The art of enjoying coffee alongside a good book or new writing project, like most of my spiritual habits, was learned from my mom. Though I did not pick up a mug of my own until late in my senior year of college, drinking coffee has, for me, always represented a kind of religious experience akin to burning incense or listening to hymns.

Therefore, one can imagine my delight this week when I learned that coffee has more than an imagined association with religious practice. As Stephen Braun notes in his book, Buzz: The Science and Lore of Alcohol and Caffeine, coffee is widely believed to have found its first fans in a group of monks, who learned from a local goatherd of a plant with berries that made goats especially spirited. The monks made a drink from the berries that allowed them to remain alert even while praying late into the night. And so our favorite mental fuel was born.

Those Sundays I do make it into a sanctuary I am reminded that the link between religious communities and coffee remains strong. Coffee hour, whether before or after the worship service, continues to play an important role in many churches, as parishioners exchange stories of mid-week baseball games and bathroom remodeling over Styrofoam cups of caffeine.

Though I have come to love it in peaceful solitude, coffee is a social drink, to be sipped with coworkers at a conference table or shared with a best friend in a bustling café. It may not activate the same level of social skill made possible by alcohol or aid your efforts to stay hydrated like water, but it is woven into the fabric of our culture, and for that I am grateful.

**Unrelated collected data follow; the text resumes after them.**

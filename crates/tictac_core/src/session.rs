//! Session controller: one entry point per user event.

use std::time::Duration;

use rand::SeedableRng;
use rand::rngs::StdRng;
use tokio::sync::mpsc;
use tracing::{debug, instrument};

use crate::action::MoveError;
use crate::scheduler::{ComputerScheduler, MoveTicket};
use crate::state::{Evaluation, GameState};
use crate::types::{GameMode, Player};

/// Owns the game state, the computer-move timer and the random source.
///
/// Every method applies one transition, re-evaluates the board, and arms
/// the timer if the computer is now to move. Due tickets come back through
/// the receiver handed out by [`Session::new`] and are redeemed with
/// [`Session::computer_move_due`].
#[derive(Debug)]
pub struct Session {
    state: GameState,
    scheduler: ComputerScheduler,
    rng: StdRng,
}

impl Session {
    /// Creates a session and the receiver for its computer-move tickets.
    ///
    /// Pass a seed for reproducible computer moves; `None` seeds from the OS.
    #[instrument]
    pub fn new(
        mode: GameMode,
        delay: Duration,
        seed: Option<u64>,
    ) -> (Self, mpsc::UnboundedReceiver<MoveTicket>) {
        let (tx, rx) = mpsc::unbounded_channel();
        let rng = match seed {
            Some(seed) => StdRng::seed_from_u64(seed),
            None => StdRng::from_os_rng(),
        };
        let session = Self {
            state: GameState::new(mode),
            scheduler: ComputerScheduler::new(delay, tx),
            rng,
        };
        (session, rx)
    }

    /// Current game state.
    pub fn state(&self) -> &GameState {
        &self.state
    }

    /// True while a computer move is waiting on its timer.
    pub fn move_pending(&self) -> bool {
        self.scheduler.is_pending()
    }

    /// Human plays the cell at `index`.
    ///
    /// Rejected moves leave the session untouched.
    #[instrument(skip(self))]
    pub fn select_cell(&mut self, index: usize) -> Result<(Player, Evaluation), MoveError> {
        let player = self.state.apply_move(index)?;
        Ok((player, self.settle()))
    }

    /// Switches mode, starting a fresh board.
    #[instrument(skip(self))]
    pub fn set_mode(&mut self, mode: GameMode) -> Evaluation {
        self.scheduler.cancel();
        self.state.set_mode(mode);
        self.settle()
    }

    /// Clears the board, keeping score and mode.
    #[instrument(skip(self))]
    pub fn reset(&mut self) -> Evaluation {
        self.scheduler.cancel();
        self.state.reset();
        self.settle()
    }

    /// Redeems a ticket delivered by the timer.
    ///
    /// Returns `None` when the ticket is stale and nothing was played.
    #[instrument(skip(self))]
    pub fn computer_move_due(&mut self, ticket: MoveTicket) -> Option<(usize, Evaluation)> {
        let index = self.state.apply_computer_move(ticket, &mut self.rng)?;
        self.scheduler.clear();
        Some((index, self.settle()))
    }

    fn settle(&mut self) -> Evaluation {
        let evaluation = self.state.reconcile();
        if !self.state.computer_thinking() {
            self.scheduler.cancel();
        }
        if let Some(ticket) = self.state.begin_thinking() {
            debug!("Computer to move");
            self.scheduler.schedule(ticket);
        }
        evaluation
    }
}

Coffee drinking is not a wholly redeemable habit, especially if your bag, like mine, is littered with Starbucks receipts for $3 to $6 drinks. Even with its proclaimed health benefits, most of us know the shame of being unable to make it through a morning meeting or class without a cup (or two) of the good stuff. But if asked to give thanks for all that makes this world a beautiful place, coffee would certainly make my list.

And so,
Give us this day our daily venti, non fat, no foam latte.
Forgive us our morning moaning, as we forgive yours.
Lead us not into Starbucks, but deliver us a Keurig.
For coffee is the kingdom, and the power, and the glory.